TASK DIRECTIONS
Find and copy each line in the material below where the string "warn" occurs.
☆ ☆ ☆ ☆ ☆ ☆ ☆
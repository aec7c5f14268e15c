//! Install and activate handling.
//!
//! Install fetches the shell of the new version into the staging cache, so a
//! failed download never touches the durable cache. Activate reconciles the
//! durable cache against the previously activated manifest, promotes the
//! staged shell and records the new manifest. If anything fails during
//! activation the caches cannot be trusted and all of them are dropped.

use color_eyre::{eyre::eyre, Result};
use std::sync::atomic::Ordering;
use tracing::{debug, error, info, warn};
use url::Url;

use super::{ServiceWorker, WorkerState};
use crate::cache::CacheStorage;
use crate::http::{CacheMode, Network, Request, Response};
use crate::manifest::{resource_key, resource_url, ResourceManifest};

/// Key of the single entry in the manifest cache.
const SNAPSHOT_KEY: &str = "manifest";

/// What activation did to the durable cache.
#[derive(Debug, Clone, PartialEq, Eq)]
pub enum Activation {
  /// No previous manifest; the content cache was rebuilt from the staged shell
  FirstInstall { staged: Vec<String> },
  /// Reconciled against the previous manifest
  Upgrade {
    retained: Vec<String>,
    evicted: Vec<String>,
    staged: Vec<String>,
  },
  /// Reconciliation failed and every cache was deleted
  Reset { error: String },
}

impl<S: CacheStorage, N: Network> ServiceWorker<S, N> {
  /// Stage the shell resources of this version.
  ///
  /// Every shell resource is fetched past any HTTP cache. One failure fails
  /// the install and the worker becomes redundant.
  pub async fn install(&self) -> Result<()> {
    self.transition(WorkerState::Parsed, WorkerState::Installing)?;

    if self.config.skip_waiting_on_install {
      self.skip_waiting.store(true, Ordering::SeqCst);
    }

    match self.stage_shell().await {
      Ok(count) => {
        info!(count, "Staged shell resources");
        self.set_state(WorkerState::Installed);
        Ok(())
      }
      Err(e) => {
        error!(error = %e, "Install failed");
        if let Err(cleanup) = self.storage().delete(&self.config.caches.staging) {
          warn!(error = %cleanup, "Failed to drop staging cache");
        }
        self.set_state(WorkerState::Redundant);
        Err(e.wrap_err("Failed to install worker"))
      }
    }
  }

  async fn stage_shell(&self) -> Result<usize> {
    // Leftovers of a version that never activated must not be promoted
    self.storage().delete(&self.config.caches.staging)?;

    let requests = self
      .config
      .shell
      .iter()
      .map(|path| {
        let url = resource_url(&self.config.origin, path)?;
        Ok(Request::get(url).with_cache(CacheMode::Reload))
      })
      .collect::<Result<Vec<_>>>()?;

    self
      .layer
      .add_all(&self.config.caches.staging, &requests)
      .await
  }

  /// Install, then activate right away if skip-waiting was requested.
  ///
  /// Returns `None` when the new version is left waiting.
  pub async fn update(&self) -> Result<Option<Activation>> {
    self.install().await?;
    if self.skip_waiting_requested() {
      return self.activate().map(Some);
    }
    info!("Installed version is waiting to activate");
    Ok(None)
  }

  /// Activate the waiting version.
  ///
  /// A reconciliation failure is not returned as an error: the caches are
  /// cleared and the worker activates cold.
  pub fn activate(&self) -> Result<Activation> {
    self.transition(WorkerState::Installed, WorkerState::Activating)?;

    let activation = match self.reconcile() {
      Ok(activation) => activation,
      Err(e) => {
        error!(error = %e, "Failed to upgrade worker, clearing all caches");
        self.clear_caches();
        // An empty manifest cache keeps the worker active across restarts
        if let Err(reopen) = self.storage().open(&self.config.caches.manifest) {
          warn!(error = %reopen, "Failed to recreate manifest cache");
        }
        Activation::Reset {
          error: format!("{:#}", e),
        }
      }
    };

    self.set_state(WorkerState::Activated);
    info!(?activation, "Worker activated");
    Ok(activation)
  }

  /// Request activation without waiting. Activates immediately when a
  /// version is installed and waiting.
  pub fn skip_waiting(&self) -> Result<Option<Activation>> {
    self.skip_waiting.store(true, Ordering::SeqCst);
    if self.state() == WorkerState::Installed {
      return self.activate().map(Some);
    }
    Ok(None)
  }

  fn reconcile(&self) -> Result<Activation> {
    let caches = &self.config.caches;
    let storage = self.storage();

    storage.open(&caches.content)?;
    storage.open(&caches.staging)?;
    storage.open(&caches.manifest)?;

    let snapshot_url = self.snapshot_url()?;
    let activation = match storage.get(&caches.manifest, &snapshot_url)? {
      None => {
        // Nothing in the content cache can be vouched for
        storage.delete(&caches.content)?;
        storage.open(&caches.content)?;
        let staged = self.promote_staging()?;
        Activation::FirstInstall { staged }
      }
      Some(cached) => {
        let previous = ResourceManifest::from_json(&cached.response.body)
          .map_err(|e| eyre!("Corrupt manifest snapshot: {}", e))?;
        let (retained, evicted) = self.evict_stale(&previous)?;
        let staged = self.promote_staging()?;
        Activation::Upgrade {
          retained,
          evicted,
          staged,
        }
      }
    };

    storage.delete(&caches.staging)?;
    self.save_snapshot(&snapshot_url)?;
    self.claim_clients();

    Ok(activation)
  }

  /// Drop content entries that are no longer listed or whose fingerprint
  /// changed since `previous`. Returns (retained, evicted) keys.
  fn evict_stale(&self, previous: &ResourceManifest) -> Result<(Vec<String>, Vec<String>)> {
    let content = &self.config.caches.content;
    let mut retained = Vec::new();
    let mut evicted = Vec::new();

    for url in self.storage().keys(content)? {
      let key = resource_key(&self.config.origin, &url);
      let reusable = key
        .as_deref()
        .is_some_and(|k| self.config.manifest.is_reusable(k, previous));

      let label = key.unwrap_or_else(|| url.to_string());
      if reusable {
        retained.push(label);
      } else {
        debug!(key = %label, "Evicting stale resource");
        self.storage().remove(content, &url)?;
        evicted.push(label);
      }
    }

    Ok((retained, evicted))
  }

  /// Copy staged shell resources over the content cache.
  fn promote_staging(&self) -> Result<Vec<String>> {
    let caches = &self.config.caches;
    let copied = self.layer.copy_entries(&caches.staging, &caches.content)?;

    Ok(
      copied
        .iter()
        .map(|url| resource_key(&self.config.origin, url).unwrap_or_else(|| url.to_string()))
        .collect(),
    )
  }

  fn snapshot_url(&self) -> Result<Url> {
    resource_url(&self.config.origin, SNAPSHOT_KEY)
  }

  fn save_snapshot(&self, url: &Url) -> Result<()> {
    let mut response = Response::new(url.clone(), 200, self.config.manifest.to_json()?);
    response
      .headers
      .push(("content-type".to_string(), "application/json".to_string()));

    self
      .storage()
      .put(&self.config.caches.manifest, url, &response)
  }

  /// Manifest recorded by the last successful activation.
  pub fn snapshot(&self) -> Result<Option<ResourceManifest>> {
    let url = self.snapshot_url()?;
    match self.storage().get(&self.config.caches.manifest, &url)? {
      Some(cached) => Ok(Some(ResourceManifest::from_json(&cached.response.body)?)),
      None => Ok(None),
    }
  }

  /// Drop every cache this worker owns. Each deletion is attempted even if
  /// an earlier one fails.
  fn clear_caches(&self) {
    let caches = &self.config.caches;
    for name in [&caches.content, &caches.staging, &caches.manifest] {
      if let Err(e) = self.storage().delete(name) {
        warn!(cache = %name, error = %e, "Failed to delete cache");
      }
    }
  }

  fn claim_clients(&self) {
    self.clients_claimed.store(true, Ordering::SeqCst);
    debug!("Claimed clients");
  }
}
☆ ☆ ☆ ☆ ☆ ☆ ☆
EXERCISE ANSWER
use tracing::{debug, error, info, warn};
          warn!(error = %cleanup, "Failed to drop staging cache");
          warn!(error = %reopen, "Failed to recreate manifest cache");
        warn!(cache = %name, error = %e, "Failed to delete cache");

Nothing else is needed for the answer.